§ AIM OF THE TASK
Exact repetition of the data below is required.
====
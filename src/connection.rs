//! Internal module for establishing TLS connections to the mail server.
//!
//! Supports both direct connections and SOCKS5 proxy connections.

use crate::config::ServerAddress;
use crate::error::{Error, Result};
use crate::proxy::Socks5Proxy;
use rustls::ClientConfig;
use std::sync::Arc;
use tokio::net::TcpStream;
use tokio_rustls::TlsConnector;
use tokio_socks::tcp::Socks5Stream;
use tracing::{debug, instrument};
use webpki_roots::TLS_SERVER_ROOTS;

/// A TLS stream over TCP, used for IMAP communication.
pub(crate) type TlsStream = tokio_rustls::client::TlsStream<TcpStream>;

/// Opens a TLS connection to `server`, routed through `proxy` when one is set.
#[instrument(
    name = "connection::open_tls",
    skip_all,
    fields(server = %server, proxy_enabled = proxy.is_some())
)]
pub(crate) async fn open_tls(server: &ServerAddress, proxy: Option<&Socks5Proxy>) -> Result<TlsStream> {
    let target = server.to_string();
    let server_name = parse_server_name(&server.host)?;
    let tcp_stream = connect_tcp(&target, proxy).await?;

    debug!("Performing TLS handshake");

    tls_connector()
        .connect(server_name, tcp_stream)
        .await
        .map_err(|source| Error::TlsConnect { target, source })
}

/// Creates a TLS connector trusting the webpki root set.
fn tls_connector() -> TlsConnector {
    let mut root_cert_store = rustls::RootCertStore::empty();
    root_cert_store.add_trust_anchors(TLS_SERVER_ROOTS.iter().map(|ta| {
        rustls::OwnedTrustAnchor::from_subject_spki_name_constraints(
            ta.subject,
            ta.spki,
            ta.name_constraints,
        )
    }));

    let tls_config = ClientConfig::builder()
        .with_safe_defaults()
        .with_root_certificates(root_cert_store)
        .with_no_client_auth();

    TlsConnector::from(Arc::new(tls_config))
}

/// Parses server name for TLS SNI.
fn parse_server_name(host: &str) -> Result<rustls::ServerName> {
    rustls::ServerName::try_from(host).map_err(|source| Error::InvalidDnsName {
        host: host.to_string(),
        source,
    })
}

async fn connect_tcp(target: &str, proxy: Option<&Socks5Proxy>) -> Result<TcpStream> {
    match proxy {
        Some(proxy) => connect_via_socks5(target, proxy).await,
        None => {
            debug!(target, "Establishing direct TCP connection");
            TcpStream::connect(target)
                .await
                .map_err(|source| Error::TcpConnect {
                    target: target.to_string(),
                    source,
                })
        }
    }
}

#[instrument(
    name = "connection::socks5",
    skip_all,
    fields(proxy_host = %proxy.host, has_auth = proxy.requires_auth())
)]
async fn connect_via_socks5(target: &str, proxy: &Socks5Proxy) -> Result<TcpStream> {
    debug!(proxy = %proxy, target, "Connecting via SOCKS5 proxy");

    let proxy_addr = (proxy.host.as_str(), proxy.port);

    let stream = match &proxy.auth {
        Some(auth) => {
            Socks5Stream::connect_with_password(proxy_addr, target, &auth.username, auth.password())
                .await
        }
        None => Socks5Stream::connect(proxy_addr, target).await,
    };

    stream
        .map(Socks5Stream::into_inner)
        .map_err(|source| Error::Socks5Connect {
            proxy_host: proxy.host.clone(),
            target: target.to_string(),
            source,
        })
}
use clap::Parser;
use fail_email_extractor::cli::{self, Args, Settings, EXIT_FAILURE};
use fail_email_extractor::{AddressSink, BounceScanner, Error, Result, ScanOutcome};
use secrecy::SecretString;
use std::process::ExitCode;
use tokio::io::AsyncWrite;
use tokio_util::sync::CancellationToken;
use tracing::{debug, warn};
use tracing_subscriber::EnvFilter;

type Output = Box<dyn AsyncWrite + Unpin + Send>;

#[tokio::main(flavor = "current_thread")]
async fn main() -> ExitCode {
    init_tracing();

    let args = Args::parse();
    match run(args).await {
        Ok(code) => ExitCode::from(code),
        Err(error) => {
            print_error(&error);
            ExitCode::from(cli::error_exit_code(&error))
        }
    }
}

fn init_tracing() {
    let filter = EnvFilter::try_from_default_env()
        .unwrap_or_else(|_| EnvFilter::new("fail_email_extractor=info"));

    tracing_subscriber::fmt()
        .with_env_filter(filter)
        .with_writer(std::io::stderr)
        .init();
}

async fn run(args: Args) -> Result<u8> {
    let file = args.load_file()?;
    let mut settings = Settings::resolve(args, file)?;

    if !settings.has_password() {
        settings.set_password(prompt_password(settings.login())?);
    }

    let filter = settings.sender_filter();
    let output = open_output(&settings).await?;
    let config = settings.scan_config()?;

    let cancel = CancellationToken::new();
    tokio::spawn(cancel_on_ctrl_c(cancel.clone()));

    let sink = AddressSink::spawn(output);
    let tx = sink.sender();
    let mut code = EXIT_FAILURE;

    BounceScanner::from_config(&config)
        .with_cancellation(cancel)
        .run(
            filter,
            |address| {
                if tx.send(address).is_err() {
                    debug!("Output closed, dropping address");
                }
            },
            |outcome| {
                if let ScanOutcome::Failed { error, .. } = &outcome {
                    print_error(error);
                }
                code = cli::exit_code(&outcome);
            },
        )
        .await;

    drop(tx);
    let (_, written) = sink.finish().await?;
    debug!(written, "Output complete");

    Ok(code)
}

fn prompt_password(login: &str) -> Result<SecretString> {
    rpassword::prompt_password(format!("Password for {login}: "))
        .map(SecretString::from)
        .map_err(|e| Error::InvalidConfig {
            message: format!("cannot read password: {e}"),
        })
}

async fn open_output(settings: &Settings) -> Result<Output> {
    match &settings.out {
        Some(path) => {
            let file = tokio::fs::File::create(path)
                .await
                .map_err(|source| Error::Output { source })?;
            Ok(Box::new(file))
        }
        None => Ok(Box::new(tokio::io::stdout())),
    }
}

async fn cancel_on_ctrl_c(cancel: CancellationToken) {
    if tokio::signal::ctrl_c().await.is_ok() {
        warn!("Interrupted, stopping after the current message");
        cancel.cancel();
    }
}

fn print_error(error: &Error) {
    eprintln!("error: {error}");
    let mut source = std::error::Error::source(error);
    while let Some(cause) = source {
        eprintln!("  caused by: {cause}");
        source = cause.source();
    }
}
====
§ RESPONSE TO THE EXERCISE
filename src/connection.rs
//! Internal module for establishing TLS connections to the mail server.
//!
//! Supports both direct connections and SOCKS5 proxy connections.

use crate::config::ServerAddress;
use crate::error::{Error, Result};
use crate::proxy::Socks5Proxy;
use rustls::ClientConfig;
use std::sync::Arc;
use tokio::net::TcpStream;
use tokio_rustls::TlsConnector;
use tokio_socks::tcp::Socks5Stream;
use tracing::{debug, instrument};
use webpki_roots::TLS_SERVER_ROOTS;

/// A TLS stream over TCP, used for IMAP communication.
pub(crate) type TlsStream = tokio_rustls::client::TlsStream<TcpStream>;

/// Opens a TLS connection to `server`, routed through `proxy` when one is set.
#[instrument(
    name = "connection::open_tls",
    skip_all,
    fields(server = %server, proxy_enabled = proxy.is_some())
)]
pub(crate) async fn open_tls(server: &ServerAddress, proxy: Option<&Socks5Proxy>) -> Result<TlsStream> {
    let target = server.to_string();
    let server_name = parse_server_name(&server.host)?;
    let tcp_stream = connect_tcp(&target, proxy).await?;

    debug!("Performing TLS handshake");

    tls_connector()
        .connect(server_name, tcp_stream)
        .await
        .map_err(|source| Error::TlsConnect { target, source })
}

/// Creates a TLS connector trusting the webpki root set.
fn tls_connector() -> TlsConnector {
    let mut root_cert_store = rustls::RootCertStore::empty();
    root_cert_store.add_trust_anchors(TLS_SERVER_ROOTS.iter().map(|ta| {
        rustls::OwnedTrustAnchor::from_subject_spki_name_constraints(
            ta.subject,
            ta.spki,
            ta.name_constraints,
        )
    }));

    let tls_config = ClientConfig::builder()
        .with_safe_defaults()
        .with_root_certificates(root_cert_store)
        .with_no_client_auth();

    TlsConnector::from(Arc::new(tls_config))
}

/// Parses server name for TLS SNI.
fn parse_server_name(host: &str) -> Result<rustls::ServerName> {
    rustls::ServerName::try_from(host).map_err(|source| Error::InvalidDnsName {
        host: host.to_string(),
        source,
    })
}

async fn connect_tcp(target: &str, proxy: Option<&Socks5Proxy>) -> Result<TcpStream> {
    match proxy {
        Some(proxy) => connect_via_socks5(target, proxy).await,
        None => {
            debug!(target, "Establishing direct TCP connection");
            TcpStream::connect(target)
                .await
                .map_err(|source| Error::TcpConnect {
                    target: target.to_string(),
                    source,
                })
        }
    }
}

#[instrument(
    name = "connection::socks5",
    skip_all,
    fields(proxy_host = %proxy.host, has_auth = proxy.requires_auth())
)]
async fn connect_via_socks5(target: &str, proxy: &Socks5Proxy) -> Result<TcpStream> {
    debug!(proxy = %proxy, target, "Connecting via SOCKS5 proxy");

    let proxy_addr = (proxy.host.as_str(), proxy.port);

    let stream = match &proxy.auth {
        Some(auth) => {
            Socks5Stream::connect_with_password(proxy_addr, target, &auth.username, auth.password())
                .await
        }
        None => Socks5Stream::connect(proxy_addr, target).await,
    };

    stream
        .map(Socks5Stream::into_inner)
        .map_err(|source| Error::Socks5Connect {
            proxy_host: proxy.host.clone(),
            target: target.to_string(),
            source,
        })
}
use clap::Parser;
use fail_email_extractor::cli::{self, Args, Settings, EXIT_FAILURE};
use fail_email_extractor::{AddressSink, BounceScanner, Error, Result, ScanOutcome};
use secrecy::SecretString;
use std::process::ExitCode;
use tokio::io::AsyncWrite;
use tokio_util::sync::CancellationToken;
use tracing::{debug, warn};
use tracing_subscriber::EnvFilter;

type Output = Box<dyn AsyncWrite + Unpin + Send>;

#[tokio::main(flavor = "current_thread")]
async fn main() -> ExitCode {
    init_tracing();

    let args = Args::parse();
    match run(args).await {
        Ok(code) => ExitCode::from(code),
        Err(error) => {
            print_error(&error);
            ExitCode::from(cli::error_exit_code(&error))
        }
    }
}

fn init_tracing() {
    let filter = EnvFilter::try_from_default_env()
        .unwrap_or_else(|_| EnvFilter::new("fail_email_extractor=info"));

    tracing_subscriber::fmt()
        .with_env_filter(filter)
        .with_writer(std::io::stderr)
        .init();
}

async fn run(args: Args) -> Result<u8> {
    let file = args.load_file()?;
    let mut settings = Settings::resolve(args, file)?;

    if !settings.has_password() {
        settings.set_password(prompt_password(settings.login())?);
    }

    let filter = settings.sender_filter();
    let output = open_output(&settings).await?;
    let config = settings.scan_config()?;

    let cancel = CancellationToken::new();
    tokio::spawn(cancel_on_ctrl_c(cancel.clone()));

    let sink = AddressSink::spawn(output);
    let tx = sink.sender();
    let mut code = EXIT_FAILURE;

    BounceScanner::from_config(&config)
        .with_cancellation(cancel)
        .run(
            filter,
            |address| {
                if tx.send(address).is_err() {
                    debug!("Output closed, dropping address");
                }
            },
            |outcome| {
                if let ScanOutcome::Failed { error, .. } = &outcome {
                    print_error(error);
                }
                code = cli::exit_code(&outcome);
            },
        )
        .await;

    drop(tx);
    let (_, written) = sink.finish().await?;
    debug!(written, "Output complete");

    Ok(code)
}

fn prompt_password(login: &str) -> Result<SecretString> {
    rpassword::prompt_password(format!("Password for {login}: "))
        .map(SecretString::from)
        .map_err(|e| Error::InvalidConfig {
            message: format!("cannot read password: {e}"),
        })
}

async fn open_output(settings: &Settings) -> Result<Output> {
    match &settings.out {
        Some(path) => {
            let file = tokio::fs::File::create(path)
                .await
                .map_err(|source| Error::Output { source })?;
            Ok(Box::new(file))
        }
        None => Ok(Box::new(tokio::io::stdout())),
    }
}

async fn cancel_on_ctrl_c(cancel: CancellationToken) {
    if tokio::signal::ctrl_c().await.is_ok() {
        warn!("Interrupted, stopping after the current message");
        cancel.cancel();
    }
}

fn print_error(error: &Error) {
    eprintln!("error: {error}");
    let mut source = std::error::Error::source(error);
    while let Some(cause) = source {
        eprintln!("  caused by: {cause}");
        source = cause.source();
    }
}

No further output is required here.